Алики положила перед ним листок, он глянул, кивнул и начал заряжать оружие.
— Вам, агент, такая точность ни к чему, — сказал он, протягивая Алики заряженный аркебузет. — для начала постарайтесь хотя бы попасть в мишень…
Алики попала только с четвертого выстрела. Первый раз она «передержала руку», как объяснил майор, и пуля с визгом чиркнула стену гораздо ниже уровня мишеней. Второй раз рука дрогнула, пока Алики нажимала спуск; пуля поразила соседнюю мишень. В третий раз Алики слишком долго вглядывалась в глаз мишени и промахнулась чуть–чуть — пуля снова чиркнула стену в дюйме от мишени и рикошетом надорвала ее край. Зато в четвертый раз мишень была поражена почти во внешнее кольцо, и майор похвалил:
— Вы пощекотали вашему противнику нервы и слегка оглушили.

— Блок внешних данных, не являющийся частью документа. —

//! Logging shim
//!
//! Forwards to `defmt` when the `defmt` feature is enabled and compiles to
//! nothing otherwise, so the engine logs the same way on target and stays
//! dependency-free in host tests.

#![allow(unused_macros)]

macro_rules! trace {
    ($s:literal $(, $x:expr)* $(,)?) => {
        {
            #[cfg(feature = "defmt")]
            ::defmt::trace!($s $(, $x)*);
            #[cfg(not(feature = "defmt"))]
            let _ = ($( & $x ),*);
        }
    };
}

macro_rules! debug {
    ($s:literal $(, $x:expr)* $(,)?) => {
        {
            #[cfg(feature = "defmt")]
            ::defmt::debug!($s $(, $x)*);
            #[cfg(not(feature = "defmt"))]
            let _ = ($( & $x ),*);
        }
    };
}

macro_rules! warn {
    ($s:literal $(, $x:expr)* $(,)?) => {
        {
            #[cfg(feature = "defmt")]
            ::defmt::warn!($s $(, $x)*);
            #[cfg(not(feature = "defmt"))]
            let _ = ($( & $x ),*);
        }
    };
}
//! HTTP handlers for the gateway.

pub mod generate;
pub mod health;
pub mod media;
pub mod metrics;

pub use generate::{
    generate_from_audio, generate_from_document, generate_from_image, generate_text,
};
pub use health::{health_check, readiness_check};
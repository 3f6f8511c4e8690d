use opentelemetry::KeyValue;
use opentelemetry_otlp::WithExportConfig;
use opentelemetry_sdk::{Resource, runtime, trace as sdktrace};
use tracing_subscriber::{layer::SubscriberExt, util::SubscriberInitExt};

/// Installs the global subscriber: env filter, JSON fmt layer and, when an
/// OTLP endpoint is given, an OpenTelemetry export layer.
///
/// A failing OTLP pipeline degrades to local logging only.
pub fn init_tracing(service_name: &str, log_level: &str, otlp_endpoint: Option<&str>) {
    let env_filter = tracing_subscriber::EnvFilter::try_from_default_env()
        .unwrap_or_else(|_| tracing_subscriber::EnvFilter::new(log_level));

    let telemetry = otlp_endpoint.and_then(|endpoint| {
        let otlp_exporter = opentelemetry_otlp::new_exporter()
            .tonic()
            .with_endpoint(endpoint);

        match opentelemetry_otlp::new_pipeline()
            .tracing()
            .with_exporter(otlp_exporter)
            .with_trace_config(sdktrace::config().with_resource(Resource::new(vec![
                KeyValue::new("service.name", service_name.to_string()),
            ])))
            .install_batch(runtime::Tokio)
        {
            Ok(tracer) => Some(tracing_opentelemetry::layer().with_tracer(tracer)),
            Err(e) => {
                eprintln!(
                    "Failed to initialize OTLP tracer for service '{}' at endpoint '{}': {}",
                    service_name, endpoint, e
                );
                None
            }
        }
    });

    tracing_subscriber::registry()
        .with(env_filter)
        .with(telemetry)
        .with(
            tracing_subscriber::fmt::layer()
                .with_file(true)
                .with_line_number(true)
                .json()
                .flatten_event(true),
        )
        .init();
}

На сегодня с него хватит.
На чем занятия и прекратились, естественно, после того, как она почистила аркебузет.
Времени до полудня оставалось еще достаточно, и Алики решила выполнить свое ночное обещание себе — съездить на Карамельную мызу. Тетушка Миррима не возражала, и Алики вышла через ворота хозяйственного двора и прошла до перекрестка, где устроили стоянку извозчики.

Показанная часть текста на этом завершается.